### Exercise directions
Output the line with "assert!(normalize_search_limit(Some(0)).is_err());" and every line below it until the listing ends, exactly as written and with nothing added.
= Beginning of Section =
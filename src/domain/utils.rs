//! Domain-specific shared validations and formatting utilities

use crate::{errors::AppError, store::ObservationKind};

pub const DEFAULT_SEARCH_LIMIT: usize = 20;
pub const MAX_SEARCH_LIMIT: usize = 100;
pub const MAX_TITLE_CHARS: usize = 200;
pub const MAX_FILES: usize = 50;

pub fn normalize_session_id(session_id: &str) -> Result<String, AppError> {
    let normalized = session_id.trim();
    if normalized.is_empty()
        || !normalized.chars().all(|character| {
            character.is_ascii_alphanumeric()
                || character == '-'
                || character == '_'
                || character == '.'
                || character == ':'
        })
    {
        return Err(AppError::bad_request(
            "invalid_session_id",
            "session_id must contain only alphanumeric characters, dashes, underscores, dots, and :",
        ));
    }

    Ok(normalized.to_string())
}

pub fn normalize_kind(kind: &str) -> Result<ObservationKind, AppError> {
    kind.trim().to_ascii_lowercase().parse::<ObservationKind>().map_err(|()| {
        AppError::bad_request(
            "invalid_kind",
            "kind must be one of: decision, bugfix, feature, refactor, discovery, change",
        )
    })
}

pub fn normalize_title(title: &str) -> Result<String, AppError> {
    let normalized = title.trim();
    if normalized.is_empty() {
        return Err(AppError::bad_request("invalid_title", "title must not be empty"));
    }
    if normalized.chars().count() > MAX_TITLE_CHARS {
        return Err(AppError::bad_request(
            "invalid_title",
            "title must be at most 200 characters",
        ));
    }

    Ok(normalized.to_string())
}

pub fn normalize_content(content: &str) -> Result<String, AppError> {
    if content.trim().is_empty() {
        return Err(AppError::bad_request(
            "invalid_content",
            "content must not be empty",
        ));
    }

    Ok(content.to_string())
}

pub fn normalize_files(files: Option<Vec<String>>) -> Result<Vec<String>, AppError> {
    let files = files
        .unwrap_or_default()
        .into_iter()
        .map(|file| file.trim().to_string())
        .filter(|file| !file.is_empty())
        .collect::<Vec<_>>();

    if files.len() > MAX_FILES {
        return Err(AppError::bad_request(
            "invalid_files",
            "files must list at most 50 paths",
        ));
    }

    Ok(files)
}

pub fn normalize_query_text(text: Option<String>) -> Option<String> {
    text.map(|value| value.trim().to_string())
        .filter(|value| !value.is_empty())
}

pub fn normalize_search_limit(limit: Option<u32>) -> Result<usize, AppError> {
    let Some(limit) = limit else {
        return Ok(DEFAULT_SEARCH_LIMIT);
    };

    let limit = limit as usize;
    if limit == 0 || limit > MAX_SEARCH_LIMIT {
        return Err(AppError::bad_request(
            "invalid_limit",
            "limit must be between 1 and 100",
        ));
    }

    Ok(limit)
}

/// Shortens `text` to `max_chars`, marking the cut with an ellipsis.
pub fn preview(text: &str, max_chars: usize) -> String {
    if text.chars().count() <= max_chars {
        return text.to_string();
    }

    let mut shortened = text.chars().take(max_chars).collect::<String>();
    shortened.push('…');
    shortened
}

#[cfg(test)]
mod tests {
    use super::*;

    #[test]
    fn normalizes_session_id() {
        let session = normalize_session_id("  sess-2026.10:a_b ").expect("valid session");
        assert_eq!(session, "sess-2026.10:a_b");
    }

    #[test]
    fn rejects_session_id_with_disallowed_characters() {
        let error = normalize_session_id("sess/1").expect_err("expected invalid session");
        assert!(error.to_string().contains("bad request"));
    }

    #[test]
    fn normalizes_kind_case_insensitively() {
        assert_eq!(
            normalize_kind(" BugFix ").expect("valid kind"),
            ObservationKind::Bugfix
        );
        assert!(normalize_kind("chore").is_err());
    }

    #[test]
    fn rejects_overlong_title() {
        let title = "x".repeat(MAX_TITLE_CHARS + 1);
        let error = normalize_title(&title).expect_err("expected invalid title");
        assert!(error.to_string().contains("bad request"));
        assert!(normalize_title(&"x".repeat(MAX_TITLE_CHARS)).is_ok());
    }

    #[test]
    fn drops_blank_file_entries() {
        let files = normalize_files(Some(vec![
            " src/main.rs ".to_string(),
            "   ".to_string(),
        ]))
        .expect("valid files");
        assert_eq!(files, vec!["src/main.rs"]);
    }

    #[test]
    fn search_limit_bounds() {
        assert_eq!(normalize_search_limit(None).expect("default"), DEFAULT_SEARCH_LIMIT);
        assert_eq!(normalize_search_limit(Some(100)).expect("max"), 100);
        assert!(normalize_search_limit(Some(0)).is_err());
        assert!(normalize_search_limit(Some(101)).is_err());
    }

    #[test]
    fn preview_cuts_on_char_boundary() {
        assert_eq!(preview("héllo wörld", 5), "héllo…");
        assert_eq!(preview("short", 10), "short");
    }
}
= End of Section =
### Exercise answer
        assert!(normalize_search_limit(Some(0)).is_err());
        assert!(normalize_search_limit(Some(101)).is_err());
    }

    #[test]
    fn preview_cuts_on_char_boundary() {
        assert_eq!(preview("héllo wörld", 5), "héllo…");
        assert_eq!(preview("short", 10), "short");
    }
}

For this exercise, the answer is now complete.